Incorporating non-linear alignment and multi-compartmental modeling for improved human optic nerve diffusion imaging
- PMID: 30930313
- PMCID: PMC8622645
- DOI: 10.1016/j.neuroimage.2019.03.058
Incorporating non-linear alignment and multi-compartmental modeling for improved human optic nerve diffusion imaging
Abstract
In vivo human optic nerve diffusion magnetic resonance imaging (dMRI) is technically challenging with two outstanding issues not yet well addressed: (i) non-linear optic nerve movement, independent of head motion, and (ii) effect from partial-volumed cerebrospinal fluid or interstitial fluid such as in edema. In this work, we developed a non-linear optic nerve registration algorithm for improved volume alignment in axial high resolution optic nerve dMRI. During eyes-closed dMRI data acquisition, optic nerve dMRI measurements by diffusion tensor imaging (DTI) with and without free water elimination (FWE), and by diffusion basis spectrum imaging (DBSI), as well as optic nerve motion, were characterized in healthy adults at various locations along the posterior-to-anterior dimension. Optic nerve DTI results showed consistent trends in microstructural parametric measurements along the posterior-to-anterior direction of the entire intraorbital optic nerve, while the anterior portion of the intraorbital optic nerve exhibited the largest spatial displacement. Multi-compartmental dMRI modeling, such as DTI with FWE or DBSI, was less subject to spatially dependent biases in diffusivity and anisotropy measurements in the optic nerve which corresponded to similar spatial distributions of the estimated fraction of isotropic diffusion components. DBSI results derived from our clinically feasible (∼10 min) optic nerve dMRI protocol in this study are consistent with those from small animal studies, which provides the basis for evaluating the utility of multi-compartmental dMRI modeling in characterizing coexisting pathophysiology in human optic neuropathies.

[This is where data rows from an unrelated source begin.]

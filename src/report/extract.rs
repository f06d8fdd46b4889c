/// Project raw CSV rows into (group key, rating) pairs plus header labels.
use super::errors::ReportError;

/// First-cell marker identifying a row as column labels rather than data.
const HEADER_SENTINEL: &str = "NAME";

/// Display labels for the two projected columns, taken from a header row.
#[derive(Debug, Clone, PartialEq, Eq)]
pub struct HeaderPair {
    /// Label of the group-key column (e.g., "brand").
    pub key_label: String,
    /// Label of the value column (e.g., "rating").
    pub value_label: String,
}

/// Result of scanning the concatenated input rows.
#[derive(Debug, Clone, PartialEq)]
pub struct Extraction {
    /// One (group key, rating) pair per non-header row, in input order.
    pub pairs: Vec<(String, f64)>,
    /// Labels from the last-seen header row, or `None` if no source had one.
    ///
    /// When several sources each carry a header, the final one wins: every
    /// header row overwrites the previous capture. Callers short-circuit on
    /// empty `pairs` before reading this.
    pub header: Option<HeaderPair>,
}

/// Scan `rows` and project the cells at `key_index` and `value_index`.
///
/// A row whose first cell equals "NAME" case-insensitively is a header row
/// and contributes labels instead of a data pair.
///
/// # Errors
///
/// Returns [`ReportError::RowTooShort`] if any row is narrower than the
/// column mapping requires, and [`ReportError::InvalidRating`] if a value
/// cell does not parse as a decimal number. Both are fatal; no partial
/// recovery is attempted.
pub fn extract(
    rows: &[Vec<String>],
    key_index: usize,
    value_index: usize,
) -> Result<Extraction, ReportError> {
    let needed = key_index.max(value_index) + 1;
    let mut pairs = Vec::new();
    let mut header = None;

    for (i, row) in rows.iter().enumerate() {
        let line = i + 1;
        if row.len() < needed {
            return Err(ReportError::RowTooShort {
                line,
                width: row.len(),
                needed,
            });
        }
        let is_header = row
            .first()
            .is_some_and(|cell| cell.eq_ignore_ascii_case(HEADER_SENTINEL));
        if is_header {
            header = Some(HeaderPair {
                key_label: row[key_index].clone(),
                value_label: row[value_index].clone(),
            });
        } else {
            let value =
                row[value_index]
                    .parse::<f64>()
                    .map_err(|source| ReportError::InvalidRating {
                        line,
                        cell: row[value_index].clone(),
                        source,
                    })?;
            pairs.push((row[key_index].clone(), value));
        }
    }

    Ok(Extraction { pairs, header })
}

#[cfg(test)]
mod tests {
    use super::*;

    fn row(cells: &[&str]) -> Vec<String> {
        cells.iter().map(|c| (*c).to_owned()).collect()
    }

    fn sample_rows() -> Vec<Vec<String>> {
        vec![
            row(&["name", "brand", "price", "rating"]),
            row(&["iphone 15 pro", "apple", "999", "4.9"]),
            row(&["galaxy s23 ultra", "samsung", "1199", "4.8"]),
            row(&["redmi note 12", "xiaomi", "199", "4.6"]),
            row(&["iphone 14", "apple", "799", "4.7"]),
            row(&["galaxy a54", "samsung", "349", "4.2"]),
        ]
    }

    #[test]
    fn test_extract_projects_pairs_and_header() {
        let extraction = extract(&sample_rows(), 1, 3).unwrap();
        assert_eq!(
            extraction.pairs,
            vec![
                ("apple".to_owned(), 4.9),
                ("samsung".to_owned(), 4.8),
                ("xiaomi".to_owned(), 4.6),
                ("apple".to_owned(), 4.7),
                ("samsung".to_owned(), 4.2),
            ]
        );
        assert_eq!(
            extraction.header,
            Some(HeaderPair {
                key_label: "brand".to_owned(),
                value_label: "rating".to_owned(),
            })
        );
    }

    #[test]
    fn test_extract_empty_input() {
        let extraction = extract(&[], 1, 3).unwrap();
        assert!(extraction.pairs.is_empty());
        assert!(extraction.header.is_none());
    }

    #[test]
    fn test_extract_header_sentinel_is_case_insensitive() {
        let rows = vec![row(&["NaMe", "brand", "price", "rating"])];
        let extraction = extract(&rows, 1, 3).unwrap();
        assert!(extraction.pairs.is_empty());
        assert_eq!(extraction.header.unwrap().key_label, "brand");
    }

    #[test]
    fn test_extract_last_header_wins() {
        let mut rows = sample_rows();
        rows.push(row(&["name", "maker", "cost", "stars"]));
        let extraction = extract(&rows, 1, 3).unwrap();
        let header = extraction.header.unwrap();
        assert_eq!(header.key_label, "maker");
        assert_eq!(header.value_label, "stars");
        assert_eq!(extraction.pairs.len(), 5);
    }

    #[test]
    fn test_extract_short_row_is_fatal() {
        let rows = vec![row(&["iphone 14", "apple"])];
        let err = extract(&rows, 1, 3).unwrap_err();
        assert!(matches!(
            err,
            ReportError::RowTooShort {
                line: 1,
                width: 2,
                needed: 4,
            }
        ));
    }

    #[test]
    fn test_extract_bad_rating_is_fatal() {
        let rows = vec![row(&["iphone 14", "apple", "799", "great"])];
        let err = extract(&rows, 1, 3).unwrap_err();
        match err {
            ReportError::InvalidRating { line, cell, .. } => {
                assert_eq!(line, 1);
                assert_eq!(cell, "great");
            }
            other => panic!("unexpected error: {other}"),
        }
    }
}
//! CLI Doctor Command
//!
//! Checks the credential and the effective configuration without contacting
//! the model.

use std::path::Path;

use dropcheck_config::{validate, DropcheckConfig, API_KEY_VAR, LEGACY_API_KEY_VAR};

use crate::report::{note_error, note_info, note_success, note_warn};

/// Run every check; returns whether all passed.
pub fn run(config: &DropcheckConfig, config_path: &Path) -> bool {
    println!("\nRunning dropcheck doctor...\n");

    note_info(&format!("Config file: {}", config_path.display()));
    let env_ok = check_env_vars();
    let config_ok = check_config(config);

    println!();
    let ok = env_ok && config_ok;
    if ok {
        note_success("All checks passed.");
    } else {
        note_error("Some checks failed. Please fix the errors above.");
    }
    ok
}

fn is_set(var: &str) -> bool {
    std::env::var(var).map(|v| !v.trim().is_empty()).unwrap_or(false)
}

fn check_env_vars() -> bool {
    match (is_set(API_KEY_VAR), is_set(LEGACY_API_KEY_VAR)) {
        (true, _) => note_success(&format!("{API_KEY_VAR} is set")),
        (false, true) => note_warn(&format!(
            "{API_KEY_VAR} is missing; falling back to {LEGACY_API_KEY_VAR}"
        )),
        (false, false) => note_info(&format!(
            "{API_KEY_VAR} is not set; the config file must provide gemini.apiKey"
        )),
    }
    true
}

fn check_config(config: &DropcheckConfig) -> bool {
    let report = validate(config);
    for warning in &report.warnings {
        note_warn(&format!("{}: {}", warning.path, warning.message));
    }
    for error in &report.errors {
        note_error(&format!("{}: {}", error.path, error.message));
    }
    if report.is_valid() {
        note_success(&format!("Config valid (model {})", config.model()));
    }
    report.is_valid()
}
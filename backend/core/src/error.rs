use thiserror::Error;

/// Message shown when verification is triggered with an empty selection.
pub const SELECT_IMAGES_MESSAGE: &str = "Please select images to verify.";

/// Fallback for failures that carry no message of their own.
pub const UNKNOWN_ERROR_MESSAGE: &str = "An unknown error occurred.";

/// Failures of a single verification attempt, as surfaced to the user.
#[derive(Debug, Error)]
pub enum VerifyError {
    #[error("No images provided for analysis.")]
    NoImages,

    #[error("Could not read image '{name}': {reason}")]
    UnreadableImage { name: String, reason: String },

    /// Transport and parse failures collapse into this one message; the cause
    /// is logged where it happens and never shown.
    #[error("Failed to analyze images. The AI model could not process the request.")]
    AnalysisFailed,
}

/// Top-level error type for dropcheck.
#[derive(Debug, Error)]
pub enum DropcheckError {
    #[error("configuration error: {0}")]
    ConfigError(String),

    #[error(transparent)]
    Verify(#[from] VerifyError),

    #[error(transparent)]
    Session(#[from] crate::session::SessionError),

    #[error(transparent)]
    Other(#[from] anyhow::Error),
}

/// User-facing text for an error, falling back when the message is blank.
pub fn user_message(err: &dyn std::error::Error) -> String {
    let msg = err.to_string();
    if msg.trim().is_empty() {
        UNKNOWN_ERROR_MESSAGE.to_string()
    } else {
        msg
    }
}
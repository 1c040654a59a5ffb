//! MIME type detection for selected images.
//!
//! Declared types win; otherwise the file's magic bytes, then its extension.

use std::path::Path;

/// Fallback type for anything unrecognized.
pub const OCTET_STREAM: &str = "application/octet-stream";

/// Detect MIME type by file extension.
pub fn detect_mime_type(path: &Path) -> &'static str {
    let ext = path
        .extension()
        .and_then(|e| e.to_str())
        .unwrap_or("")
        .to_lowercase();

    match ext.as_str() {
        "jpg" | "jpeg" => "image/jpeg",
        "png"          => "image/png",
        "gif"          => "image/gif",
        "webp"         => "image/webp",
        "heic"         => "image/heic",
        "heif"         => "image/heif",
        "avif"         => "image/avif",
        "bmp"          => "image/bmp",
        "tiff" | "tif" => "image/tiff",

        "pdf"          => "application/pdf",
        "txt"          => "text/plain",
        "json"         => "application/json",

        _              => OCTET_STREAM,
    }
}

/// Detect MIME type from leading magic bytes.
pub fn sniff_mime_type(bytes: &[u8]) -> Option<&'static str> {
    infer::get(bytes).map(|kind| kind.mime_type())
}

/// Pick the media type for an input: a meaningful declared type, else the
/// sniffed type, else the extension mapping.
pub fn resolve_media_type(declared: Option<&str>, name: &str, bytes: &[u8]) -> String {
    if let Some(declared) = declared.map(str::trim) {
        if !declared.is_empty() && declared != OCTET_STREAM {
            return declared.to_string();
        }
    }
    if let Some(sniffed) = sniff_mime_type(bytes) {
        return sniffed.to_string();
    }
    detect_mime_type(Path::new(name)).to_string()
}

/// Whether a MIME type is for an image.
pub fn is_image(mime: &str) -> bool {
    mime.starts_with("image/")
}

/// Whether a preview of this type is safe to serve inline.
pub fn is_inline_safe(mime: &str) -> bool {
    matches!(
        mime,
        "image/jpeg" | "image/png" | "image/gif" | "image/webp" | "image/avif" | "image/bmp"
    )
}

Keywords: Diffusion MRI; Motion correction; Multi-compartmental modeling; Non-linear registration; Optic nerve.
Copyright © 2019. Published by Elsevier Inc.
Conflict of interest statement
Conflict of interests
Dr. Naismith discloses speaking/consulting for Acorda, Alkermes, Biogen, EMD Serono, Genentech, Genzyme, Novartis.
Other authors declare no competing financial interests.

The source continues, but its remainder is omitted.